Les sceptiques ne seront pas confondus

Qui croire ?
Par

© Camille Groule

Pieds joints et imper luisant sous neuf découpes lumineuses qui tracent des cercles de parole autant que de croyance, Sophie Engel met en jeu l’exploration d’une femme qui se pose la fameuse question : « Qui croire ? » De façon virtuelle d’abord : elle court d’articles en articles tous plus « sensationnels » les uns que les autres… C’est l’histoire d’une femme qui entend des voix, puis d’une autre qui a vu la Vierge, d’une autre encore qui se prend carrément pour Dieu ; et de leurs explications parfois médicales. Une seconde partie s’ouvre à cet instant, où l’héroïne – simple relais pour le spectateur – passe à l’action en rencontrant Delores Kane, dont la révélation, un jour, changea la vie : elle est la réincarnation de Jésus. En Angleterre, loin de toute technologie, le personnage débute une série d’entretiens avec ladite toute-puissante, mais son discours, malheureusement, ne la convainc pas beaucoup plus que la perruque (Delores, avant, s’appelait David). Qui croire, bon Dieu ?

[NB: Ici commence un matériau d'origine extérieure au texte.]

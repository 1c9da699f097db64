//! Review gate API server library.
//!
//! Exposes config, state, error handling, routes and the router builder so
//! integration tests and the binary entrypoint share them.

pub mod config;
pub mod error;
pub mod handlers;
pub mod response;
pub mod router;
pub mod routes;
pub mod state;
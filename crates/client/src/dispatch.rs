//! Best-effort, non-blocking dispatch of network writes.
//!
//! Used for interaction logging: the caller never awaits the write, never
//! retries it, and never shows its failure to the user. Failures only reach
//! the debug log.

use std::future::Future;

use crate::error::ClientError;

#[derive(Debug, Clone, Copy, Default)]
pub struct Dispatcher;

impl Dispatcher {
    /// Spawn `work` and forget about it.
    pub fn fire<F>(&self, label: &'static str, work: F)
    where
        F: Future<Output = Result<(), ClientError>> + Send + 'static,
    {
        tokio::spawn(async move {
            if let Err(e) = work.await {
                tracing::debug!(label, error = %e, "Best-effort dispatch failed");
            }
        });
    }
}
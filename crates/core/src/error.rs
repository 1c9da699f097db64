use crate::feedback::Rejection;

#[derive(Debug, thiserror::Error)]
pub enum CoreError {
    #[error("Validation failed: {0}")]
    Validation(String),

    /// A feedback submission failed one of the validator rules.
    #[error(transparent)]
    Rejected(#[from] Rejection),
}
//! Handlers for feedback submissions.
//!
//! The rating page validates before posting, but the same rules run again
//! here so that only validated submissions are ever persisted.

use axum::extract::{Query, State};
use axum::Json;
use reviewgate_core::feedback::{self, FeedbackDraft};
use reviewgate_db::models::feedback::FeedbackSubmission;
use reviewgate_db::models::LogListParams;

use crate::error::{AppError, AppResult};
use crate::handlers::business_filter;
use crate::response::{DataResponse, SuccessResponse};
use crate::state::AppState;

/// Body text when there is nothing to list.
pub const NO_SUBMISSIONS: &str = "There are no Review submission right now";

// ---------------------------------------------------------------------------
// POST /api/feedback
// ---------------------------------------------------------------------------

/// Validate and persist a feedback submission.
pub async fn submit_feedback(
    State(state): State<AppState>,
    Json(draft): Json<FeedbackDraft>,
) -> AppResult<Json<SuccessResponse>> {
    let valid = feedback::accept(&draft, &state.config.feedback_categories).map_err(|e| {
        tracing::debug!(business_id = %draft.business_id, error = %e, "Feedback rejected");
        e
    })?;

    let row = state.store.record_feedback(&valid).await?;

    tracing::info!(
        submission_id = row.id,
        business_id = %row.business_id,
        rating = row.rating,
        category = %row.category,
        "Feedback submitted",
    );

    Ok(Json(SuccessResponse::ok()))
}

// ---------------------------------------------------------------------------
// GET /api/submissions
// ---------------------------------------------------------------------------

/// List feedback submissions, oldest first, optionally for one business.
///
/// Responds 404 when there is nothing to show.
pub async fn list_submissions(
    State(state): State<AppState>,
    Query(params): Query<LogListParams>,
) -> AppResult<Json<DataResponse<Vec<FeedbackSubmission>>>> {
    let business = business_filter(params.business.as_deref())?;
    let submissions = state.store.list_feedback(business).await?;

    if submissions.is_empty() {
        return Err(AppError::NotFound(NO_SUBMISSIONS.into()));
    }

    Ok(Json(DataResponse { data: submissions }))
}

En réalité, sous couvert d’une quête de la vérité inspirée de personnages réels, la pièce met en œuvre un concert de voix intérieures qui s’entremêlent grâce à l’excellente création sonore de Guillaume Vesin. De sorte que l’actrice, qui joue tous les personnages (d’un médecin insignifiant à Delores), se démultiplie en moult déformations de voix : chaque épisode a un goût de schizophrénie, que l’écriture digressive de Guillaume Poix intensifie parfois jusqu’à l’absurde, à y voir le climax du concert « à l’américaine » que Delores s’autodédie. « Qui croire ? », c’est donc une question à soi-même plutôt qu’aux autres : le spectacle ne veut pas y répondre, il ne donne pas plus raison à la science qu’aux mystiques. La pièce se préoccupe plutôt de l’attitude face à la croyance – la manière d’y « vagabonder » (terme central du spectacle) plutôt que de s’y perdre… Car lorsque l’héroïne rentre de voyage, c’est toujours le même tourment, plus animé, plus résolu, qui agite son esprit : Guillaume Poix, amateur d’enfonçures, s’amuse ainsi à conclure son spectacle par la même question éponyme. Ainsi, l’on regrette presque de ne sentir du gouffre que les premiers récifs à l’excitante rugosité : la recherche de la croyance, dont le personnage est l’avatar, gagnerait à se morceler bien plus encore dans des zones (réellement) obscures voire inquiétantes. Pourtant, même si « Qui croire ? » ne creuse pas assez profondément, il réussit à étudier en finesse la posture difficile du sceptique – prouvant au moins que même le vacillement peut être une lettre de noblesse.